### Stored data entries
.....

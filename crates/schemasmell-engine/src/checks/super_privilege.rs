//! Accounts holding SUPER

use schemasmell_core::{Account, Report, Status};

use crate::check::{Check, CheckError};
use crate::entity::Entity;

/// Reserved local accounts that legitimately hold SUPER
const RESERVED_ACCOUNTS: &[(&str, &str)] = &[
    ("root", "localhost"),
    ("mysql.session", "localhost"),
    ("mysql.sys", "localhost"),
    ("mysql.infoschema", "localhost"),
];

fn is_reserved(account: &Account) -> bool {
    RESERVED_ACCOUNTS
        .iter()
        .any(|(user, host)| account.user == *user && account.host.eq_ignore_ascii_case(host))
}

pub struct SuperPrivilege;

impl Check for SuperPrivilege {
    fn name(&self) -> &'static str {
        "super_privilege"
    }

    fn supports(&self, entity: &Entity<'_>) -> bool {
        entity
            .as_account()
            .is_some_and(|account| account.has_privilege("SUPER"))
    }

    fn run(&self, entity: &Entity<'_>) -> Result<Option<Report>, CheckError> {
        let Some(account) = entity.as_account() else {
            return Ok(None);
        };

        let report = if is_reserved(account) {
            self.report(entity, Status::Ok, vec![])
        } else {
            self.report(
                entity,
                Status::Concern,
                vec![format!(
                    "Account {} has the SUPER privilege",
                    account.key()
                )],
            )
        };

        Ok(Some(report))
    }
}

#[cfg(test)]
mod tests {
    use super::*;
    use crate::checks::testing::status;

    fn with_privilege(user: &str, host: &str, privilege: &str) -> Account {
        let mut account = Account::new(user, host);
        account.grant(privilege);
        account
    }

    #[test]
    fn application_account_with_super() {
        let account = with_privilege("app", "%", "SUPER");
        assert_eq!(status(&SuperPrivilege, &Entity::Account(&account)), Some(Status::Concern));

        let account = with_privilege("app", "%", "ALL");
        assert_eq!(status(&SuperPrivilege, &Entity::Account(&account)), Some(Status::Concern));
    }

    #[test]
    fn reserved_accounts_are_ok() {
        let account = with_privilege("root", "localhost", "SUPER");
        assert_eq!(status(&SuperPrivilege, &Entity::Account(&account)), Some(Status::Ok));
    }

    #[test]
    fn accounts_without_super_are_skipped() {
        let account = with_privilege("app", "%", "SELECT");
        assert_eq!(status(&SuperPrivilege, &Entity::Account(&account)), None);
    }
}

.....

Copy out the data exactly as it stands, leaving nothing out.

### Answer to this problem
filename crates/schemasmell-engine/src/checks/super_privilege.rs
//! Accounts holding SUPER

use schemasmell_core::{Account, Report, Status};

use crate::check::{Check, CheckError};
use crate::entity::Entity;

/// Reserved local accounts that legitimately hold SUPER
const RESERVED_ACCOUNTS: &[(&str, &str)] = &[
    ("root", "localhost"),
    ("mysql.session", "localhost"),
    ("mysql.sys", "localhost"),
    ("mysql.infoschema", "localhost"),
];

fn is_reserved(account: &Account) -> bool {
    RESERVED_ACCOUNTS
        .iter()
        .any(|(user, host)| account.user == *user && account.host.eq_ignore_ascii_case(host))
}

pub struct SuperPrivilege;

impl Check for SuperPrivilege {
    fn name(&self) -> &'static str {
        "super_privilege"
    }

    fn supports(&self, entity: &Entity<'_>) -> bool {
        entity
            .as_account()
            .is_some_and(|account| account.has_privilege("SUPER"))
    }

    fn run(&self, entity: &Entity<'_>) -> Result<Option<Report>, CheckError> {
        let Some(account) = entity.as_account() else {
            return Ok(None);
        };

        let report = if is_reserved(account) {
            self.report(entity, Status::Ok, vec![])
        } else {
            self.report(
                entity,
                Status::Concern,
                vec![format!(
                    "Account {} has the SUPER privilege",
                    account.key()
                )],
            )
        };

        Ok(Some(report))
    }
}

#[cfg(test)]
mod tests {
    use super::*;
    use crate::checks::testing::status;

    fn with_privilege(user: &str, host: &str, privilege: &str) -> Account {
        let mut account = Account::new(user, host);
        account.grant(privilege);
        account
    }

    #[test]
    fn application_account_with_super() {
        let account = with_privilege("app", "%", "SUPER");
        assert_eq!(status(&SuperPrivilege, &Entity::Account(&account)), Some(Status::Concern));

        let account = with_privilege("app", "%", "ALL");
        assert_eq!(status(&SuperPrivilege, &Entity::Account(&account)), Some(Status::Concern));
    }

    #[test]
    fn reserved_accounts_are_ok() {
        let account = with_privilege("root", "localhost", "SUPER");
        assert_eq!(status(&SuperPrivilege, &Entity::Account(&account)), Some(Status::Ok));
    }

    #[test]
    fn accounts_without_super_are_skipped() {
        let account = with_privilege("app", "%", "SELECT");
        assert_eq!(status(&SuperPrivilege, &Entity::Account(&account)), None);
    }
}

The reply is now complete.